> [Your assignment]
Begin at the line below that has "Decoded::Incomplete | Decoded::Consumed" and stop after the line that has "if self.handling_continue &&". Please restate only those lines, word for word.

> [Records provided]
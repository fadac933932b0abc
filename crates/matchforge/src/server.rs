//! `MatchforgeServer` builder and accept loop.
//!
//! This is the entry point for running a lobby server. It ties the layers
//! together: transport → protocol → session → orchestrator, all sharing
//! one [`SessionStore`].

use std::net::SocketAddr;
use std::sync::Arc;

use matchforge_match::Orchestrator;
use matchforge_protocol::{Codec, JsonCodec};
use matchforge_session::{Authenticator, ConnectionRegistry, SessionMappings};
use matchforge_store::SessionStore;
use matchforge_transport::{
    Connection, FramedTcpTransport, Transport, WebSocketTransport,
};

use crate::handler::handle_connection;
use crate::{GatewayMetrics, MatchforgeError, ServerConfig};

/// Shared server state passed to each connection handler task.
///
/// Wrapped in `Arc` so it can be cheaply cloned across tasks. Nothing in
/// here is a process-wide singleton: every server (and every test) builds
/// its own.
pub(crate) struct ServerState<C: Connection, S: SessionStore, A: Authenticator, K: Codec> {
    pub(crate) registry: ConnectionRegistry<C>,
    pub(crate) mappings: SessionMappings<S>,
    pub(crate) orchestrator: Orchestrator<S>,
    pub(crate) auth: A,
    pub(crate) codec: K,
    pub(crate) config: ServerConfig,
    pub(crate) metrics: Arc<GatewayMetrics>,
}

/// Builder for configuring and starting a Matchforge server.
///
/// # Example
///
/// ```rust,ignore
/// use std::sync::Arc;
/// use matchforge::prelude::*;
///
/// let server = MatchforgeServerBuilder::new()
///     .bind("0.0.0.0:8080")
///     .build(Arc::new(MemoryStore::new()), my_auth)
///     .await?;
/// server.run().await
/// ```
pub struct MatchforgeServerBuilder {
    config: ServerConfig,
}

impl MatchforgeServerBuilder {
    /// Creates a new builder with default settings.
    pub fn new() -> Self {
        Self {
            config: ServerConfig::default(),
        }
    }

    /// Sets the address to bind the server to.
    pub fn bind(mut self, addr: &str) -> Self {
        self.config.bind_addr = addr.to_string();
        self
    }

    /// Replaces the whole configuration (bind address included).
    pub fn config(mut self, config: ServerConfig) -> Self {
        self.config = config;
        self
    }

    /// Builds a WebSocket server.
    pub async fn build<S, A>(
        self,
        store: Arc<S>,
        auth: A,
    ) -> Result<MatchforgeServer<WebSocketTransport, S, A, JsonCodec>, MatchforgeError>
    where
        S: SessionStore,
        A: Authenticator,
    {
        let transport = WebSocketTransport::bind(&self.config.bind_addr).await?;
        Ok(self.build_with(transport, store, auth))
    }

    /// Builds a length-prefixed TCP server.
    pub async fn build_tcp<S, A>(
        self,
        store: Arc<S>,
        auth: A,
    ) -> Result<MatchforgeServer<FramedTcpTransport, S, A, JsonCodec>, MatchforgeError>
    where
        S: SessionStore,
        A: Authenticator,
    {
        let transport =
            FramedTcpTransport::bind(&self.config.bind_addr, self.config.max_frame_len).await?;
        Ok(self.build_with(transport, store, auth))
    }

    /// Builds a server over an already-bound transport.
    pub fn build_with<T, S, A>(
        self,
        transport: T,
        store: Arc<S>,
        auth: A,
    ) -> MatchforgeServer<T, S, A, JsonCodec>
    where
        T: Transport,
        S: SessionStore,
        A: Authenticator,
    {
        let state = Arc::new(ServerState {
            registry: ConnectionRegistry::new(),
            mappings: SessionMappings::new(Arc::clone(&store)),
            orchestrator: Orchestrator::new(store, self.config.match_config()),
            auth,
            codec: JsonCodec,
            config: self.config,
            metrics: Arc::new(GatewayMetrics::new()),
        });
        MatchforgeServer { transport, state }
    }
}

impl Default for MatchforgeServerBuilder {
    fn default() -> Self {
        Self::new()
    }
}

/// A bound Matchforge server.
///
/// Call [`run()`](Self::run) to start accepting connections.
pub struct MatchforgeServer<T: Transport, S: SessionStore, A: Authenticator, K: Codec> {
    transport: T,
    state: Arc<ServerState<T::Connection, S, A, K>>,
}

impl<T, S, A, K> MatchforgeServer<T, S, A, K>
where
    T: Transport,
    S: SessionStore,
    A: Authenticator,
    K: Codec,
{
    /// Returns the local address the server is bound to.
    pub fn local_addr(&self) -> std::io::Result<SocketAddr> {
        self.transport.local_addr()
    }

    /// Returns a handle for observing the server after `run()` has taken
    /// ownership of it.
    pub fn handle(&self) -> ServerHandle<T::Connection> {
        ServerHandle {
            registry: self.state.registry.clone(),
            metrics: Arc::clone(&self.state.metrics),
        }
    }

    /// Runs the accept loop.
    ///
    /// Spawns one handler task per accepted connection. Runs until the
    /// process is terminated; a failed accept is logged and skipped.
    pub async fn run(mut self) -> Result<(), MatchforgeError> {
        tracing::info!(
            addr = ?self.transport.local_addr().ok(),
            idle_timeout = ?self.state.config.idle_timeout,
            "Matchforge server running"
        );

        loop {
            match self.transport.accept().await {
                Ok(conn) => {
                    let state = Arc::clone(&self.state);
                    tokio::spawn(async move {
                        let conn_id = conn.id().clone();
                        if let Err(e) = handle_connection(Arc::new(conn), state).await {
                            tracing::debug!(%conn_id, error = %e, "connection ended with error");
                        }
                    });
                }
                Err(e) => {
                    tracing::error!(error = %e, "accept failed");
                }
            }
        }
    }
}

/// Read-only view of a running server.
pub struct ServerHandle<C: Connection> {
    registry: ConnectionRegistry<C>,
    metrics: Arc<GatewayMetrics>,
}

impl<C: Connection> Clone for ServerHandle<C> {
    fn clone(&self) -> Self {
        Self {
            registry: self.registry.clone(),
            metrics: Arc::clone(&self.metrics),
        }
    }
}

impl<C: Connection> ServerHandle<C> {
    /// Number of connections currently in the registry.
    pub async fn connection_count(&self) -> usize {
        self.registry.len().await
    }

    /// The server's counters.
    pub fn metrics(&self) -> &GatewayMetrics {
        &self.metrics
    }
}
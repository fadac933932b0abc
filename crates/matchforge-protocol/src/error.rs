//! Error types for the protocol layer.

/// Errors that can occur in the protocol layer.
///
/// A `ProtocolError` always means the problem is in turning bytes into
/// messages (or back), never in networking or match state.
#[derive(Debug, thiserror::Error)]
pub enum ProtocolError {
    /// Serialization failed (turning a Rust type into bytes).
    #[cfg(feature = "json")]
    #[error("encode failed: {0}")]
    Encode(serde_json::Error),

    /// Deserialization failed (turning bytes into a Rust type).
    ///
    /// Common causes: malformed JSON, missing required fields, unknown
    /// fields in a payload, or a value of the wrong type.
    #[cfg(feature = "json")]
    #[error("decode failed: {0}")]
    Decode(serde_json::Error),
}
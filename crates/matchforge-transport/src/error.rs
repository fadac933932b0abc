/// Errors that can occur in the transport layer.
#[derive(Debug, thiserror::Error)]
pub enum TransportError {
    /// The connection was closed.
    #[error("connection closed: {0}")]
    ConnectionClosed(String),

    /// Sending data failed.
    #[error("send failed: {0}")]
    SendFailed(#[source] std::io::Error),

    /// Receiving data failed.
    #[error("receive failed: {0}")]
    ReceiveFailed(#[source] std::io::Error),

    /// Binding or accepting connections failed.
    #[error("accept failed: {0}")]
    AcceptFailed(#[source] std::io::Error),

    /// A length-prefixed frame announced more bytes than the configured limit.
    #[error("frame of {len} bytes exceeds limit of {max} bytes")]
    FrameTooLarge { len: usize, max: usize },
}
//! The per-connection HTTP state machine.
//!
//! # Lifecycle
//!
//! 1. [`TransactionHandler::handle`] records the start time and subscribes to the connection.
//! 2. Every notification re-decodes the accumulated read buffer (see
//!    [`RequestDecoder`](fly_http::codec::RequestDecoder)). A malformed request is answered with
//!    `400 Bad Request` and the connection is closed.
//! 3. A request carrying `Expect: 100-continue` gets the interim `HTTP/1.1 100 Continue` line
//!    once; any other expectation gets `417 Expectation Failed`.
//! 4. A complete request is answered with the `404 Not Found` error page, compressed when the
//!    client accepts a configured coding and chunked when enabled and understood by the client.
//! 5. Without keep-alive the transaction ends right after the response. With keep-alive the
//!    periodic [`tick`](TransactionHandler::tick) ends it once the keep-alive timeout has passed
//!    since the transaction started.
//!
//! Keep-alive is decided per request: it must be enabled and the request must ask for
//! `Connection: keep-alive`. When a limit is set, the request that reaches it is answered with
//! `Connection: close`.

use crate::connection::{Connection, Transport};
use crate::transaction::{TransactionHost, TransactionId};
use fly_http::codec::{ChunkedEncoder, DEFAULT_CHUNK_SIZE, Decoded, RequestDecoder};
use fly_http::protocol::{ParseError, Request, Response};
use http::{StatusCode, header};
use std::cell::RefCell;
use std::fmt;
use std::rc::{Rc, Weak};
use std::time::{Duration, Instant};
use tracing::{debug, trace, warn};

/// Interim response written for `Expect: 100-continue`.
const CONTINUE_LINE: &[u8] = b"HTTP/1.1 100 Continue\r\n";

const KEEP_ALIVE: &str = "keep-alive";
const CLOSE: &str = "close";

#[derive(Debug, Clone, Copy, Default, PartialEq, Eq)]
pub struct KeepAliveOptions {
    pub enabled: bool,
    /// Lifetime of a kept-alive transaction, measured from its start. Zero never expires.
    pub timeout: Duration,
    /// Requests served before the connection is closed. Zero is unlimited.
    pub limit: usize,
}

#[derive(Debug, Clone, Copy, PartialEq, Eq)]
pub struct ChunkedOptions {
    pub enabled: bool,
    pub chunk_size: usize,
}

impl Default for ChunkedOptions {
    fn default() -> Self {
        Self { enabled: false, chunk_size: DEFAULT_CHUNK_SIZE }
    }
}

pub struct TransactionHandler<C = Connection> {
    id: TransactionId,
    host: Weak<dyn TransactionHost>,
    connection: Rc<C>,
    decoder: RequestDecoder,
    last_request: Option<Request>,
    request_counter: usize,
    transaction_started: Instant,
    keep_alive: bool,
    handling_continue: bool,
    keep_alive_options: KeepAliveOptions,
    chunked_options: ChunkedOptions,
}

impl<C: Transport + 'static> TransactionHandler<C> {
    pub fn new(id: TransactionId, host: Weak<dyn TransactionHost>, connection: Rc<C>) -> Self {
        Self {
            id,
            host,
            connection,
            decoder: RequestDecoder::new(),
            last_request: None,
            request_counter: 0,
            transaction_started: Instant::now(),
            keep_alive: false,
            handling_continue: false,
            keep_alive_options: KeepAliveOptions::default(),
            chunked_options: ChunkedOptions::default(),
        }
    }

    pub fn set_keep_alive(&mut self, enabled: bool, timeout: Duration, limit: usize) {
        self.keep_alive_options = KeepAliveOptions { enabled, timeout, limit };
    }

    pub fn set_chunked_encoding(&mut self, enabled: bool, chunk_size: usize) {
        self.chunked_options = ChunkedOptions { enabled, chunk_size };
    }

    pub fn id(&self) -> TransactionId {
        self.id
    }

    pub fn connection(&self) -> &Rc<C> {
        &self.connection
    }

    pub fn keep_alive_options(&self) -> KeepAliveOptions {
        self.keep_alive_options
    }

    pub fn chunked_options(&self) -> ChunkedOptions {
        self.chunked_options
    }

    /// Whether the last response kept the connection alive.
    pub fn is_keep_alive(&self) -> bool {
        self.keep_alive
    }

    /// Requests dispatched so far, the interim `100 Continue` step included.
    pub fn request_count(&self) -> usize {
        self.request_counter
    }

    /// The request most recently dispatched.
    pub fn last_request(&self) -> Option<&Request> {
        self.last_request.as_ref()
    }

    /// Starts the transaction: from now on incoming data on the connection is processed.
    pub fn handle(this: &Rc<RefCell<Self>>) {
        let weak = Rc::downgrade(this);
        let mut handler = this.borrow_mut();

        handler.transaction_started = Instant::now();
        handler.connection.subscribe(Rc::new(move || {
            if let Some(handler) = weak.upgrade() {
                handler.borrow_mut().on_data();
            }
        }));
        trace!(id = handler.id, "transaction started");
    }

    /// Processes the connection's read buffer.
    pub fn on_data(&mut self) {
        let data = self.connection.read_buffer().contents().to_vec();
        if let Err(e) = self.parse_http_request(&data) {
            debug!(id = self.id, cause = %e, "malformed request");
            self.send_error_response(StatusCode::BAD_REQUEST, true);
        }
    }

    /// Continues decoding with `data`, the whole read buffer, and dispatches what completes.
    ///
    /// # Errors
    ///
    /// Returns the [`ParseError`] of a malformed request; the caller answers it.
    pub fn parse_http_request(&mut self, data: &[u8]) -> Result<(), ParseError> {
        if !self.decoder.is_parsing() {
            self.handling_continue = false;
        }

        let decoded = self.decoder.decode(data)?;
        if decoded.consumes_buffer() {
            self.connection.read_buffer().clear();
        }

        match decoded {
            Decoded::Incomplete | Decoded::Consumed => Ok(()),
            Decoded::Expectation(request) => {
                self.handle_request(request);
                if self.handling_continue && self.decoder.is_body_complete() {
                    return self.parse_http_request(&[]);
                }
                Ok(())
            }
            Decoded::Complete(request) => {
                self.handle_request(request);
                Ok(())
            }
        }
    }

    /// Answers a request: the interim continue line, a failed expectation, or the final
    /// response.
    pub fn handle_request(&mut self, request: Request) {
        self.request_counter += 1;
        self.keep_alive = self.keep_alive_options.enabled && request.wants_keep_alive();
        let limit = self.keep_alive_options.limit;
        if self.keep_alive && limit > 0 && self.request_counter >= limit {
            debug!(id = self.id, limit, "keep-alive request limit reached");
            self.keep_alive = false;
        }

        let expectation = request.headers().get(header::EXPECT.as_str()).map(str::to_owned);
        if let Some(expectation) = &expectation
            && !self.handling_continue
            && expectation.eq_ignore_ascii_case("100-continue")
        {
            trace!(id = self.id, "sending 100 continue");
            self.handling_continue = true;
            self.connection.write(CONTINUE_LINE, true);
            self.last_request = Some(request);
            return;
        }

        let chunked = self.chunked_options.enabled
            && self.chunked_options.chunk_size > 0
            && ChunkedEncoder::is_supported(&request);
        let compressor = self.host.upgrade().and_then(|host| host.compression_negotiator().negotiate(&request));
        debug!(
            id = self.id,
            method = request.method(),
            path = request.path(),
            keep_alive = self.keep_alive,
            "dispatching request"
        );
        self.last_request = Some(request);

        if expectation.is_some() {
            self.send_error_response(StatusCode::EXPECTATION_FAILED, false);
            return;
        }

        let mut response = Response::error_page(StatusCode::NOT_FOUND);
        response.headers_mut().set("Connection", if self.keep_alive { KEEP_ALIVE } else { CLOSE });

        if let Some(compressor) = compressor
            && let Err(e) = compressor.compress(&mut response)
        {
            warn!(id = self.id, cause = %e, encoding = compressor.name(), "failed to compress response");
        }

        if chunked {
            let encoded = ChunkedEncoder::new(self.chunked_options.chunk_size).encode_response(&mut response);
            self.connection.write(&encoded, true);
        } else {
            self.send_response(&mut response);
        }

        if !self.keep_alive {
            self.end();
        }
    }

    /// Sends the error page for `status`. With `kill` the connection is closed afterwards,
    /// otherwise the current request is finished and keep-alive decides.
    pub fn send_error_response(&mut self, status: StatusCode, kill: bool) {
        let mut response = Response::error_page(status);
        if kill {
            self.keep_alive = false;
            response.headers_mut().set("Connection", CLOSE);
        } else if self.keep_alive {
            response.headers_mut().set("Connection", KEEP_ALIVE);
        }

        self.send_response(&mut response);

        if kill {
            self.end();
        } else {
            self.end_parse();
        }
    }

    /// Periodic check: ends the transaction when the connection died or keep-alive expired.
    pub fn tick(&mut self) {
        if !self.connection.is_readable() {
            self.end();
            return;
        }

        let timeout = self.keep_alive_options.timeout;
        if self.keep_alive && !timeout.is_zero() && self.transaction_started.elapsed() > timeout {
            debug!(id = self.id, "keep-alive timeout");
            self.end();
        }
    }

    /// Closes the connection and leaves the host's pool. Safe to call more than once.
    pub fn end(&mut self) {
        if self.connection.disconnect() {
            debug!(id = self.id, requests = self.request_counter, "transaction ended");
        }
        if let Some(host) = self.host.upgrade() {
            host.end_transaction(self.id);
        }
    }

    /// Abandons the request being parsed; ends the transaction unless kept alive.
    pub fn end_parse(&mut self) {
        self.decoder.reset();
        if !self.keep_alive {
            self.end();
        }
    }

    fn send_response(&mut self, response: &mut Response) {
        response.prepare();
        self.connection.write(&response.serialize(), true);
    }
}

impl<C> fmt::Debug for TransactionHandler<C> {
    fn fmt(&self, f: &mut fmt::Formatter<'_>) -> fmt::Result {
        f.debug_struct("TransactionHandler")
            .field("id", &self.id)
            .field("decoder", &self.decoder.state())
            .field("request_counter", &self.request_counter)
            .field("keep_alive", &self.keep_alive)
            .field("handling_continue", &self.handling_continue)
            .finish_non_exhaustive()
    }
}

> [Written solution]
            Decoded::Incomplete | Decoded::Consumed => Ok(()),
            Decoded::Expectation(request) => {
                self.handle_request(request);
                if self.handling_continue && self.decoder.is_body_complete() {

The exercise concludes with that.